Ein weiterer Einwand könnte besagen, dass Robinson nur deshalb die Kategorien von Ananas und Zitrone bilden kann, weil er schon in der Sozialgemeinschaft ähnliche Kategorien erlernt hat und somit doch die Sozialgemeinschaft ausschlaggebend wäre. Obwohl der einzelne Mensch für sein Überleben und seine Entwicklung in ausgeprägtem Maße von der Sozialgemeinschaft abhängig ist, so gibt es bisher aus der Entwicklungspsychologie keine Hinweise dafür, dass die kognitiven Fähigkeiten, die für die Objektkategorisierung wesentlich sind, in wesentlicher Weise die Eingebundenheit in eine Sozialgemeinschaft voraussetzen. Vielmehr gibt es empirische Belege dafür, dass wir diese Fähigkeit in einfachen Formen bereits bei Tieren finden (vgl. Newen 2007) und Studien von Tomasello (2008) legen nahe, dass Menschen sich von den Tieren gerade dadurch absetzen, dass Kleinkinder mit 2–3 Jahren – über die Objektkategorisierung hinausgehend – normative Erwartungen und kooperatives Verhalten ausbilden, während Affen dies bei ansonsten vergleichbarer kognitiver Kompetenz nicht tun.
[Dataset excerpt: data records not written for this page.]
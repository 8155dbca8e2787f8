use anyhow::{Context, Result};
use clap::Parser;
use tokio::net::TcpListener;
use tracing::{error, info, warn};

use p2p_login_chat::{
    cli::{ClientArgs, Cli, Command, ServerArgs},
    client::PeerClient,
    credentials::FileCredentials,
    relay::Relay,
};

fn init_tracing() {
    use tracing_subscriber::{EnvFilter, fmt};

    let filter = EnvFilter::try_from_default_env().unwrap_or_else(|_| EnvFilter::new("info"));
    let _ = fmt().with_env_filter(filter).with_target(false).try_init();
}

#[tokio::main]
async fn main() -> Result<()> {
    init_tracing();

    let cli = Cli::parse();
    match cli.command {
        Command::Server(args) => run_server(args).await?,
        Command::Client(args) => {
            let code = match run_client(args).await {
                Ok(()) => 0,
                Err(err) => {
                    error!("client exited with error: {err:?}");
                    1
                }
            };
            // A blocking stdin read may still be parked on its thread; exit
            // without waiting for the runtime to reap it.
            std::process::exit(code);
        }
    }

    Ok(())
}

async fn run_server(args: ServerArgs) -> Result<()> {
    let credentials = FileCredentials::open(&args.credentials)?;
    let listener = TcpListener::bind(args.listen)
        .await
        .with_context(|| format!("failed to bind {}", args.listen))?;

    let relay = Relay::new(listener, credentials, args.relay_config());
    let addr = relay.local_addr()?;
    info!("relay listening on {}", addr);
    if let Err(err) = relay.run_until_ctrl_c().await {
        warn!("relay exited with error: {err:?}");
        return Err(err);
    }
    Ok(())
}

async fn run_client(args: ClientArgs) -> Result<()> {
    let client = PeerClient::connect(args.client_config()).await?;
    client.run(tokio::io::stdin(), tokio::io::stdout()).await
}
Wir können also auch als Einzelperson Gepflogenheiten im Umgang mit der nichtmenschlichen Umwelt entwickeln, wenn diese nur hinreichend Regularitäten enthält und die kognitiven Fähigkeiten vorhanden sind, entsprechende Objektkategorisierungen vorzunehmen. Selbst wenn also die Bedeutung von sprachlichen Ausdrücken durch Gepflogenheiten konstituiert wird, so bleibt hier die entscheidende Beobachtung, dass man auch allein Gepflogenheiten aufbauen kann und die systematische Frage, was wesentlich ist, um bedeutungskonstitutive Gepflogenheiten aufzubauen.